Centenário da Arquidiocese de Maceió

terça-feira, 16 de julho de 2013

EUCARISTIA: COMUNHÃO E VIDA

É o Espírito Santo que reúne e unifica a assembleia eucarística: Cabeça e membros. É na Comunhão que a Eucaristia, que é um banquete pascal, chega à sua realização  verdadeira. A vítima imolada incruentamente na Eucaristia é alimento e bebida, para que a Igreja se realize, cresça e se torne oferta viva ao Pai, assimilada a Cristo, vítima pascal. Quem não comunga bloqueia a ação do mistério eucarístico, já que o pão e o vinho estão ali para serem comida e bebida.

Quando a Igreja celebra a Eucaristia e comunga: faz corpo com Aquele que se fez para nós redenção; imerge na ressurreição, que é a potência universal da salvação; é a Esposa associada ao seu Senhor, no mistério salvífico.

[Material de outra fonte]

//! Per-companion autonomous behavior: spot scanning, movement, and the
//! fishing activity controller, composed by a thin per-companion brain.
//! This module does not own world state or the session scheduler loop.

mod brain;
pub mod fishing;
mod nav;
mod scan;
mod spot;

#[cfg(test)]
pub(crate) mod test_support;

pub use brain::CompanionBrain;
pub use fishing::FishingController;
pub use nav::{MovementController, NeighborKind, TaggedNeighbor, direct_walkable_neighbors};
pub use scan::{CellClass, LocalWindow, scan_for_water};
pub use spot::{FishingSpot, candidate_spots, select_spot};
use std::fs;

use anyhow::{Context, Result};
use clap::Parser;
use companion_core::{
    ContentPack, FishingTuning, Inventory, Leader, LogEvent, Map, Pos, Session, Tick, TileKind,
    World,
};

/// Headless session runner: builds a small lakeside world, lets the
/// companion roster fish for a while, and prints the event log plus the
/// leader's haul.
#[derive(Parser)]
#[command(author, version, about, long_about = None)]
struct Args {
    /// Seed for the session's random stream
    #[arg(short, long, default_value_t = 0)]
    seed: u64,

    /// Number of scheduler ticks to simulate
    #[arg(short, long, default_value_t = 2000)]
    ticks: u32,

    /// Simulated milliseconds per tick
    #[arg(long, default_value_t = 50)]
    tick_ms: u32,

    /// Leader fishing skill, 0-10
    #[arg(long, default_value_t = 5)]
    skill: u8,

    /// Optional path to a tuning JSON file overriding the defaults
    #[arg(long)]
    tuning: Option<String>,
}

fn load_tuning(path: Option<&str>) -> Result<FishingTuning> {
    let Some(path) = path else {
        return Ok(FishingTuning::default());
    };
    let json =
        fs::read_to_string(path).with_context(|| format!("failed to read tuning file: {path}"))?;
    FishingTuning::from_json_str(&json)
        .with_context(|| format!("failed to parse tuning file: {path}"))
}

fn lakeside_world(skill: u8) -> World {
    let mut map = Map::new(24, 18);
    // A pond in the eastern half, with open shoreline on both banks.
    for y in 5..=11 {
        for x in 14..=17 {
            map.set_tile(Pos { y, x }, TileKind::Water);
        }
    }
    let leader =
        Leader { pos: Pos { y: 8, x: 10 }, fishing_skill: skill, inventory: Inventory::with_capacity(36) };
    let mut world = World::new(map, leader);
    world.spawn_companion("willow", Pos { y: 8, x: 11 });
    world.spawn_companion("marlin", Pos { y: 9, x: 11 });
    world
}

fn main() -> Result<()> {
    let args = Args::parse();
    let tuning = load_tuning(args.tuning.as_deref())?;
    let content = ContentPack::default();

    let mut world = lakeside_world(args.skill);
    let mut session = Session::new(&world, &tuning, &content, args.seed);

    for _ in 0..args.ticks {
        session.tick(Tick { delta_ms: args.tick_ms }, &mut world);
    }
    session.deactivate_all(&mut world);
    session.collect_rewards(&mut world);

    for note in session.log() {
        println!("[{}] {:?}", note.companion, note.event);
    }

    let caught = session
        .log()
        .iter()
        .filter(|note| matches!(note.event, LogEvent::RewardProduced { .. }))
        .count();
    println!();
    println!("Ticks simulated: {}", session.ticks());
    println!("Rewards produced: {caught}");
    println!("Leader inventory ({} items):", world.leader.inventory.items().len());
    for fish in world.leader.inventory.items() {
        println!("  {} ({:?})", fish.species, fish.quality);
    }

    Ok(())
}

Deste modo: todo o mistério salvífico está contido na Eucaristia; a missa, plena reatualização sacramental do evento pascal, é o culto mais alto e mais perfeito, que se possa prestar a Deus; por isso, a Missa é o centro da vida cristã e todas as demais ações sagradas e qualquer atividade da vida cristã estão em estreita relação com ela.

Se a Eucaristia é o centro da vida cristã, o é igualmente da Igreja local. A comunidade em torno do altar, participando do corpo e sangue de Cristo, torna-se Ele mesmo.

Assim, a Eucaristia é o sacramento da unidade: comum oferta do povo de Deus. Por um só pão, todos se tornam um só corpo.

A Igreja deve se recolher em torno da Eucaristia em adoração daquele que se conserva sobretudo para o viático. Com a adoração do Santíssimo, os fiéis: gozam da sua íntima familiaridade; conseguem aumento de fé, esperança e caridade; ouvem e compreendem os segredos do Senhor; preparam-se melhor para a celebração eucarística e a comunhão.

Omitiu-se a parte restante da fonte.